Alors que les autorités affichaient, lors du NAPEC 2025 tenu à Oran du 6 au 8 octobre, une ambition de réalisation « 100 % algérienne » des infrastructures énergétiques, elles ont annoncé le lancement imminent de deux projets de pose de conduites de transport de gaz et de pétrole au sud du pays.
Selon l’Entreprise nationale des canalisations (ENAC), les travaux englobant études, fourniture, construction et livraison seront menés par des équipes et compétences 100 % algériennes dans un délai maximal de trente mois.
Cette initiative s’inscrit dans la stratégie de valorisation de la chaîne énergétique nationale, de l’extraction à la distribution, avec pour priorité le renforcement des capacités techniques et industrielles locales. Elle intervient alors que l’État a annoncé un plan d’investissement de 60 milliards USD sur la période 2025-2029, dont près de 80 % seront consacrés aux segments exploration, transport, traitement, selon le ministère de l’Énergie et des Mines.

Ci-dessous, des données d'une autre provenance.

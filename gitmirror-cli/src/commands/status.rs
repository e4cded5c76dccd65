//! Status command - show the local clones of the configured repositories

use clap::Args;
use gitmirror_core::{redact_url, Config, GitRepo, SystemRunner, Workspace};

/// Show where each local clone stands
#[derive(Args, Debug)]
pub struct StatusArgs {}

impl StatusArgs {
    /// Execute the status command
    ///
    /// Only read-only git commands are issued.
    pub fn execute(&self, config: &Config) -> anyhow::Result<()> {
        let runner = SystemRunner::new();
        let workspace = Workspace::new(&config.working_directory);

        println!("Working directory: {}", workspace.root().display());
        if !workspace.root().is_dir() {
            println!("  (not created yet)");
        }
        println!();

        for repo in config.repositories.iter() {
            let enabled = if repo.is_enabled() { "enabled" } else { "disabled" };
            println!("  {} [{}]", repo.id, enabled);

            let dir = workspace.repo_dir(&repo.id);
            if !GitRepo::is_git_repo(&dir) {
                println!("      Clone: missing");
                println!();
                continue;
            }

            let git = GitRepo::new(&runner, &config.git, &dir);
            println!("      Clone: {}", dir.display());
            match git.current_branch() {
                Ok(branch) => println!("      Branch: {}", branch),
                Err(e) => println!("      Branch: unknown ({})", e),
            }
            match git.origin_url() {
                Ok(url) => println!("      Origin: {}", redact_url(&url)),
                Err(e) => println!("      Origin: unknown ({})", e),
            }
            println!();
        }

        Ok(())
    }
}
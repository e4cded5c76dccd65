//! Error types for gitmirror

use std::path::PathBuf;

use thiserror::Error;

/// Result type alias for gitmirror operations
pub type Result<T> = std::result::Result<T, Error>;

/// Error type for gitmirror operations
#[derive(Error, Debug)]
pub enum Error {
    /// IO error
    #[error("IO error: {0}")]
    Io(#[from] std::io::Error),

    /// Configuration error
    #[error("Configuration error: {0}")]
    Config(String),

    /// Working directory or repository directory could not be prepared
    #[error("Workspace error: {0}")]
    Workspace(String),

    /// An external program could not be started at all
    #[error("Failed to run '{program}': {source}")]
    Spawn {
        program: String,
        #[source]
        source: std::io::Error,
    },

    /// A git command ran but exited with a nonzero status
    #[error("{operation} failed in {} (exit status {status}){}", .dir.display(), format_output(.output))]
    Git {
        /// Human readable name of the operation, e.g. "git fetch"
        operation: String,
        /// Directory the command ran in
        dir: PathBuf,
        /// Exit status reported by the command
        status: i32,
        /// Combined stdout/stderr captured from the command
        output: String,
    },

    /// Generic error with message
    #[error("{0}")]
    Other(String),
}

fn format_output(output: &str) -> String {
    let trimmed = output.trim_end();
    if trimmed.is_empty() {
        String::new()
    } else {
        format!(":\n{}", trimmed)
    }
}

Dans cette dynamique, Sonatrach, la compagnie publique en charge des hydrocarbures, pilote un programme complémentaire de 7 milliards USD destiné à accroître la capacité nationale de raffinage et de pétrochimie. L’objectif affiché est d’augmenter la part des hydrocarbures transformés localement de 32 % à 50 % d’ici 2030, afin de créer davantage de valeur ajoutée sur le territoire.
Entre volonté politique et réalités industrielles
Cependant, la concrétisation de cette ambition industrielle progresse encore lentement. La transition vers une véritable souveraineté industrielle en matière énergétique demeure partielle au vu des chantiers en cours et des contrats récents.

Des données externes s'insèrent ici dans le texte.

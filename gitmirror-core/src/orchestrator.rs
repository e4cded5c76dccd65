//! Runs the synchronization engine over every configured repository

use crate::config::{Config, RepositoryDescriptor, RepositoryTable};
use crate::git::GitRepo;
use crate::redact::redact_url;
use crate::runner::CommandRunner;
use crate::sync::SyncEngine;
use crate::workspace::Workspace;
use crate::Result;

/// What happened to one repository during a run
#[derive(Debug, Clone, PartialEq, Eq)]
pub enum RepoOutcome {
    /// `enabled: false`; nothing was touched
    Skipped,
    /// Every listed branch was mirrored, then all tags
    Mirrored {
        /// Whether the local copy was cloned during this run
        cloned: bool,
        /// Branches pushed to the destination, in order
        branches: Vec<String>,
    },
}

/// Per-repository outcomes of a completed run, in table order
#[derive(Debug, Clone, Default, PartialEq, Eq)]
pub struct RunReport {
    pub repositories: Vec<(String, RepoOutcome)>,
}

impl RunReport {
    /// Number of repositories that were mirrored
    pub fn mirrored(&self) -> usize {
        self.repositories
            .iter()
            .filter(|(_, o)| matches!(o, RepoOutcome::Mirrored { .. }))
            .count()
    }

    /// Number of repositories skipped because they are disabled
    pub fn skipped(&self) -> usize {
        self.repositories
            .iter()
            .filter(|(_, o)| matches!(o, RepoOutcome::Skipped))
            .count()
    }
}

/// Mirrors a table of repositories one after another
///
/// The first failure aborts the whole run: later repositories are not
/// attempted and the error is returned to the caller.
pub struct Orchestrator<'a> {
    runner: &'a dyn CommandRunner,
    git: &'a str,
    workspace: Workspace,
}

impl<'a> Orchestrator<'a> {
    pub fn new(runner: &'a dyn CommandRunner, git: &'a str, workspace: Workspace) -> Self {
        Self {
            runner,
            git,
            workspace,
        }
    }

    /// Build an orchestrator for a loaded configuration
    pub fn from_config(runner: &'a dyn CommandRunner, config: &'a Config) -> Self {
        Self::new(
            runner,
            &config.git,
            Workspace::new(&config.working_directory),
        )
    }

    pub fn workspace(&self) -> &Workspace {
        &self.workspace
    }

    /// Mirror every repository of `table`, in order
    pub fn run(&self, table: &RepositoryTable) -> Result<RunReport> {
        self.workspace.ensure()?;

        let mut report = RunReport::default();
        for repo in table.iter() {
            let outcome = match self.mirror_repo(repo) {
                Ok(outcome) => outcome,
                Err(e) => {
                    tracing::error!(repo = %repo.id, error = %e, "Mirroring failed");
                    return Err(e);
                }
            };
            report.repositories.push((repo.id.clone(), outcome));
        }

        Ok(report)
    }

    /// Mirror a single repository
    pub fn mirror_repo(&self, repo: &RepositoryDescriptor) -> Result<RepoOutcome> {
        if !repo.is_enabled() {
            tracing::info!(" -> Skip mirroring repo: {}", repo.id);
            return Ok(RepoOutcome::Skipped);
        }

        tracing::info!(
            from = %redact_url(&repo.from),
            to = %redact_url(&repo.to),
            " -> Start mirroring repo: {}",
            repo.id
        );

        let workspace_scope = GitRepo::new(self.runner, self.git, self.workspace.root());
        let repo_dir = self.workspace.repo_dir(&repo.id);
        let scope = workspace_scope.child(&repo_dir);

        let cloned = self.workspace.needs_clone(&repo.id)?;
        if cloned {
            self.workspace.create_repo_dir(&repo.id)?;
            tracing::info!("Cloning new repository into {}", repo_dir.display());
            workspace_scope.clone_into(&repo.from, &repo.id)?;
        }

        scope.set_origin_url(&repo.from)?;
        scope.fetch_prune()?;

        let sync = SyncEngine::new(scope).mirror(&repo.to)?;

        tracing::info!(branches = sync.branches.len(), " -> Done with {}", repo.id);
        Ok(RepoOutcome::Mirrored {
            cloned,
            branches: sync.branches,
        })
    }
}
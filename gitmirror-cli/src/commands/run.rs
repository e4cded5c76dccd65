//! Run command - mirror the configured repositories

use clap::Args;
use gitmirror_core::{Config, Orchestrator, RepoOutcome, SystemRunner};

/// Arguments for the run command
#[derive(Args, Debug, Default)]
pub struct RunArgs {
    /// Only mirror these repositories (repeatable)
    #[arg(short, long = "repo", value_name = "REPOID")]
    pub repos: Vec<String>,
}

impl RunArgs {
    /// Execute the run command
    pub fn execute(&self, config: &Config) -> anyhow::Result<()> {
        let table = if self.repos.is_empty() {
            config.repositories.clone()
        } else {
            config.repositories.select(&self.repos)?
        };

        println!("Start mirroring git repositories...");
        println!("Config path: {}", config.source.display());
        println!();

        let runner = SystemRunner::new();
        let orchestrator = Orchestrator::from_config(&runner, config);
        let report = orchestrator.run(&table)?;

        println!();
        for (id, outcome) in &report.repositories {
            match outcome {
                RepoOutcome::Skipped => println!("  {:<24} skipped (disabled)", id),
                RepoOutcome::Mirrored { cloned, branches } => {
                    let cloned = if *cloned { ", cloned" } else { "" };
                    println!("  {:<24} mirrored {} branch(es){}", id, branches.len(), cloned);
                }
            }
        }
        println!();
        println!(
            "Done: {} mirrored, {} skipped",
            report.mirrored(),
            report.skipped()
        );

        Ok(())
    }
}
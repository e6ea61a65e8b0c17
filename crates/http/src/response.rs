use std::iter;

use anyhow::{Context, Result};
use serde::Serialize;

use crate::{
    plan::{BodyPlan, ResponsePlan},
    DEFAULT_CONTENT_TYPE, MOCK_SERVER_HEADER,
};

/// Size above which the GET record gets a `data` filler.
const FILLER_THRESHOLD: usize = 100;
const FILLER_BYTE: u8 = b'x';
const PADDING_BYTE: u8 = b' ';

/// A fully synthesized response, ready to be written out.
#[derive(Clone, Debug, PartialEq, Eq)]
pub struct MockResponse {
    /// Requested status, unchecked. The transport decides what it can encode.
    pub status: i64,
    pub content_type: String,
    pub body: Vec<u8>,
}

impl MockResponse {
    /// The headers that go with this response, in emission order.
    pub fn headers(&self) -> [(&'static str, String); 3] {
        [
            ("Content-Type", self.content_type.clone()),
            ("Content-Length", self.body.len().to_string()),
            (MOCK_SERVER_HEADER.0, MOCK_SERVER_HEADER.1.to_owned()),
        ]
    }
}

#[derive(Serialize)]
struct SizedRecord<'a> {
    status: i64,
    path: &'a str,
    delay: f64,
    size: usize,
    message: &'static str,
    /// Always serialized empty; the filler is spliced in afterwards.
    data: &'static str,
}

#[derive(Serialize)]
struct ReceivedRecord {
    status: i64,
    received: usize,
    message: &'static str,
}

impl ResponsePlan {
    /// Build the response this plan describes.
    ///
    /// For GET the body is exactly `size` bytes long. A JSON body is padded
    /// with spaces or cut short to get there, so small sizes yield truncated,
    /// unparseable JSON and large ones carry trailing spaces.
    pub fn synthesize(&self) -> Result<MockResponse> {
        let body = match &self.body {
            BodyPlan::Sized {
                path,
                size,
                content_type,
            } if content_type == DEFAULT_CONTENT_TYPE => {
                let mut record = serde_json::to_vec(&SizedRecord {
                    status: self.status,
                    path,
                    delay: self.delay_seconds,
                    size: *size,
                    message: "Mock response",
                    data: "",
                })?;
                // Split `..."data":""}` inside the empty string, leaving `"}`
                // as the tail so the filler lands between the quotes.
                let tail = record.split_off(record.len() - 2);
                let filler_len = size.saturating_sub(FILLER_THRESHOLD);

                let mut body = body_buffer(*size)?;
                body.extend(
                    record
                        .into_iter()
                        .chain(iter::repeat(FILLER_BYTE).take(filler_len))
                        .chain(tail)
                        .take(*size),
                );
                body.resize(*size, PADDING_BYTE);
                body
            }
            BodyPlan::Sized { size, .. } => {
                let mut body = body_buffer(*size)?;
                body.resize(*size, FILLER_BYTE);
                body
            }
            BodyPlan::Received { received } => serde_json::to_vec(&ReceivedRecord {
                status: self.status,
                received: *received,
                message: "POST received",
            })?,
        };
        Ok(MockResponse {
            status: self.status,
            content_type: self.content_type().to_owned(),
            body,
        })
    }
}

/// An empty buffer able to hold `size` bytes, or an error if that much
/// memory can't be had.
fn body_buffer(size: usize) -> Result<Vec<u8>> {
    let mut body = Vec::new();
    body.try_reserve_exact(size)
        .with_context(|| format!("cannot allocate a {size} byte response body"))?;
    Ok(body)
}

En juillet 2025, Sonatrach a attribué à la société chinoise Jereh Oil & Gas Engineering un contrat d’environ 855 millions USD pour la construction d’une station de compression et la pose de nouvelles conduites de gaz dans le champ de Rhourde Nouss, dans le sud-est du pays. Le même mois, un contrat de 1,35 milliard USD liait Sonatrach à la société italienne Eni pour l’exploitation du champ de Zemoul El Kbar, dans le bassin de Berkine. Quelques mois auparavant, en février 2025, la société avait signé un accord d’un montant équivalent avec Sinopec, portant sur des activités de développement et d’exploration dans le périmètre de Hassi Berkane Nord.

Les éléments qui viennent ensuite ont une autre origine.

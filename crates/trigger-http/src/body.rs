use http_body_util::{BodyExt, Empty, Full};
use hyper::body::Bytes;

use crate::Body;

pub fn full(bytes: Bytes) -> Body {
    Full::new(bytes).map_err(|never| match never {}).boxed()
}

pub fn empty() -> Body {
    Empty::new().map_err(|never| match never {}).boxed()
}
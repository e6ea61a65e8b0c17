use anyhow::Result;
use clap::Parser;
use mock_trigger_http::{CliArgs, HttpServer};

/// Serve mock HTTP responses shaped by the request path and query string.
///
/// GET `/status/<N>?delay=<secs>&size=<bytes>&type=<mime>` and
/// POST `?status=<N>&delay=<secs>` control the status code, delay, body size
/// and content type of the reply.
#[derive(Parser, Debug)]
#[clap(name = "mock-http-server", version)]
pub struct ServeCommand {
    #[clap(flatten)]
    pub args: CliArgs,
}

impl ServeCommand {
    pub async fn run(self) -> Result<()> {
        let listen_addr = self.args.listen_addr()?;
        let server = HttpServer::bind(listen_addr).await?;

        let port = server.local_addr()?.port();
        eprintln!("Mock HTTP server running on port {port}");
        eprintln!("Ready to accept requests");

        let (abortable, abort_handle) = futures::future::abortable(server.serve());
        ctrlc::set_handler(move || abort_handle.abort())?;
        match abortable.await {
            Ok(Ok(())) => {
                tracing::info!("Server shut down: exiting");
                Ok(())
            }
            Ok(Err(err)) => {
                tracing::error!("Server failed");
                Err(err)
            }
            Err(_aborted) => {
                eprintln!("\nShutting down server");
                tracing::info!("User requested shutdown: exiting");
                Ok(())
            }
        }
    }
}
use std::io::IsTerminal;

use clap::Parser;
use mock_http_server::ServeCommand;

#[tokio::main]
async fn main() {
    if let Err(err) = _main().await {
        eprintln!("Error: {err}");
        print_error_chain(err);
        std::process::exit(1)
    }
}

async fn _main() -> anyhow::Result<()> {
    tracing_subscriber::fmt()
        .with_writer(std::io::stderr)
        .with_env_filter(tracing_subscriber::EnvFilter::from_default_env())
        .with_ansi(std::io::stderr().is_terminal())
        .init();

    ServeCommand::parse().run().await
}

fn print_error_chain(err: anyhow::Error) {
    if let Some(cause) = err.source() {
        let is_multiple = cause.source().is_some();
        eprintln!("\nCaused by:");
        for (i, err) in err.chain().skip(1).enumerate() {
            if is_multiple {
                eprintln!("{i:>4}: {}", err)
            } else {
                eprintln!("      {}", err)
            }
        }
    }
}
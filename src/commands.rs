//! Commands for the mock HTTP server CLI.

/// Command for serving mock responses.
pub mod serve;
use std::net::SocketAddr;

use anyhow::Context;
use http::{Request, Response, StatusCode};
use http_body_util::BodyExt;
use hyper::{
    body::{Bytes, Incoming},
    server::conn::http1,
    service::service_fn,
};
use hyper_util::rt::TokioIo;
use mock_http::{Method, RequestSpec, ResponsePlan};
use tokio::{
    io::{AsyncRead, AsyncWrite},
    net::TcpListener,
    task,
};
use tracing::Instrument;

use crate::{
    instrument::{finalize_http_span, http_span, instrument_error},
    response::{encode, marked},
    Body,
};

/// An HTTP server which answers every request with a mock response.
pub struct HttpServer {
    listener: TcpListener,
}

impl HttpServer {
    /// Bind the listening socket.
    pub async fn bind(listen_addr: SocketAddr) -> anyhow::Result<Self> {
        let listener = TcpListener::bind(listen_addr)
            .await
            .with_context(|| format!("Unable to listen on {listen_addr}"))?;
        Ok(Self { listener })
    }

    /// The address the server is actually listening on.
    pub fn local_addr(&self) -> anyhow::Result<SocketAddr> {
        Ok(self.listener.local_addr()?)
    }

    /// Serve incoming connections until the returned future is dropped.
    ///
    /// Each connection gets its own task, so a delayed response never holds
    /// up the accept loop.
    pub async fn serve(self) -> anyhow::Result<()> {
        tracing::info!("Serving http://{}", self.local_addr()?);
        loop {
            match self.listener.accept().await {
                Ok((stream, client_addr)) => Self::serve_connection(stream, client_addr),
                Err(err) => tracing::warn!("Failed to accept connection: {err:?}"),
            }
        }
    }

    /// Produces the mock response for a request.
    ///
    /// GET and POST requests are mapped through [`ResponsePlan`], waiting out
    /// any requested delay first. Other methods get a 501.
    pub async fn handle(req: Request<Body>) -> anyhow::Result<Response<Body>> {
        let method = if *req.method() == http::Method::GET {
            Method::Get
        } else if *req.method() == http::Method::POST {
            Method::Post
        } else {
            return Self::not_implemented(req.method());
        };

        let (parts, body) = req.into_parts();
        let body = match method {
            Method::Post => body
                .collect()
                .await
                .context("Failed to read request body")?
                .to_bytes(),
            Method::Get => Bytes::new(),
        };

        let spec = RequestSpec::new(method, parts.uri.path(), parts.uri.query(), body);
        let plan = ResponsePlan::from_request(&spec);
        tracing::debug!(
            status = plan.status,
            delay = plan.delay_seconds,
            content_type = plan.content_type(),
            "Resolved response plan"
        );

        if let Some(delay) = plan.delay() {
            tokio::time::sleep(delay).await;
        }

        let res = plan
            .synthesize()
            .and_then(|mock| encode(mock).map_err(anyhow::Error::from));
        match res {
            Ok(res) => Ok(res),
            Err(err) => {
                instrument_error(&err);
                Self::internal_error()
            }
        }
    }

    /// Creates an HTTP 500 response.
    fn internal_error() -> anyhow::Result<Response<Body>> {
        marked(StatusCode::INTERNAL_SERVER_ERROR, None)
    }

    /// Creates an HTTP 501 response.
    fn not_implemented(method: &http::Method) -> anyhow::Result<Response<Body>> {
        marked(
            StatusCode::NOT_IMPLEMENTED,
            Some(format!("Unsupported method ('{method}')")),
        )
    }

    fn serve_connection<S: AsyncRead + AsyncWrite + Unpin + Send + 'static>(
        stream: S,
        client_addr: SocketAddr,
    ) {
        task::spawn(async move {
            if let Err(err) = http1::Builder::new()
                .keep_alive(true)
                .serve_connection(
                    TokioIo::new(stream),
                    service_fn(move |request| Self::instrumented_service_fn(client_addr, request)),
                )
                .await
            {
                tracing::warn!("Error serving HTTP connection: {err:?}");
            }
        });
    }

    async fn instrumented_service_fn(
        client_addr: SocketAddr,
        request: Request<Incoming>,
    ) -> anyhow::Result<Response<Body>> {
        let span = http_span!(request, client_addr);
        async {
            let result = Self::handle(request.map(|body: Incoming| body.boxed())).await;
            finalize_http_span(result)
        }
        .instrument(span)
        .await
    }
}

#[cfg(test)]
mod tests {
    use std::time::{Duration, Instant};

    use super::*;
    use crate::body;

    async fn send(method: &str, uri: &str, content: &'static [u8]) -> (Response<Body>, Vec<u8>) {
        let req = Request::builder()
            .method(method)
            .uri(uri)
            .body(body::full(Bytes::from_static(content)))
            .unwrap();
        let (parts, body) = HttpServer::handle(req).await.unwrap().into_parts();
        let bytes = body.collect().await.unwrap().to_bytes().to_vec();
        (Response::from_parts(parts, body::empty()), bytes)
    }

    #[tokio::test]
    async fn get_status_from_path() {
        let (res, body) = send("GET", "/status/404", b"").await;
        assert_eq!(res.status(), StatusCode::NOT_FOUND);
        assert_eq!(body.len(), 100);
        assert!(body.starts_with(br#"{"status":404,"#));
        assert_eq!(res.headers()["content-length"], "100");
        assert_eq!(res.headers()["x-mock-server"], "true");
    }

    #[tokio::test]
    async fn get_with_custom_type() {
        let (res, body) = send("GET", "/data?size=12&type=text/html", b"").await;
        assert_eq!(res.status(), StatusCode::OK);
        assert_eq!(res.headers()["content-type"], "text/html");
        assert_eq!(body, b"xxxxxxxxxxxx");
    }

    #[tokio::test]
    async fn post_counts_received_bytes() {
        let (res, body) = send("POST", "/upload?status=202", b"abcdef").await;
        assert_eq!(res.status(), StatusCode::ACCEPTED);
        assert_eq!(res.headers()["content-type"], "application/json");
        assert_eq!(body, br#"{"status":202,"received":6,"message":"POST received"}"#);
    }

    #[tokio::test]
    async fn other_methods_are_not_implemented() {
        for method in ["PUT", "DELETE", "HEAD", "PATCH"] {
            let (res, _) = send(method, "/status/200", b"").await;
            assert_eq!(res.status(), StatusCode::NOT_IMPLEMENTED, "{method}");
            assert_eq!(res.headers()["x-mock-server"], "true");
        }
    }

    #[tokio::test]
    async fn unencodable_status_is_an_internal_error() {
        for uri in ["/status/1000", "/status/100", "/status/101"] {
            let (res, body) = send("GET", uri, b"").await;
            assert_eq!(res.status(), StatusCode::INTERNAL_SERVER_ERROR, "{uri}");
            assert_eq!(res.headers()["x-mock-server"], "true");
            assert!(body.is_empty());
        }
    }

    #[tokio::test]
    async fn unallocatable_size_is_an_internal_error() {
        let (res, body) = send("GET", "/?size=9000000000000000000&type=text/plain", b"").await;
        assert_eq!(res.status(), StatusCode::INTERNAL_SERVER_ERROR);
        assert_eq!(res.headers()["x-mock-server"], "true");
        assert!(body.is_empty());

        let (res, body) = send("GET", "/status/200", b"").await;
        assert_eq!(res.status(), StatusCode::OK);
        assert_eq!(body.len(), 100);
    }

    #[tokio::test]
    async fn delay_is_applied_before_responding() {
        let start = Instant::now();
        let (res, _) = send("GET", "/?delay=0.2", b"").await;
        assert_eq!(res.status(), StatusCode::OK);
        assert!(start.elapsed() >= Duration::from_millis(200));
    }
}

Ces opérations illustrent la poursuite de coopérations internationales dans le développement énergétique algérien. Malgré la volonté de renforcer la participation nationale, la mise en œuvre technique de nombreux projets continue de mobiliser des entreprises étrangères spécialisées dans la construction, l’ingénierie et les équipements pétroliers.
Un rapport économique publié en août 2025 par le Service des délégués commerciaux du Canada indique que le secteur des hydrocarbures en Algérie recourt encore largement à des expertises et technologies importées, notamment dans les domaines du forage avancé, de la maintenance industrielle et de la réparation des installations. Le document souligne que le pays recherche activement des transferts de savoir-faire afin d’accroître la contribution locale aux projets d’exploration et de production.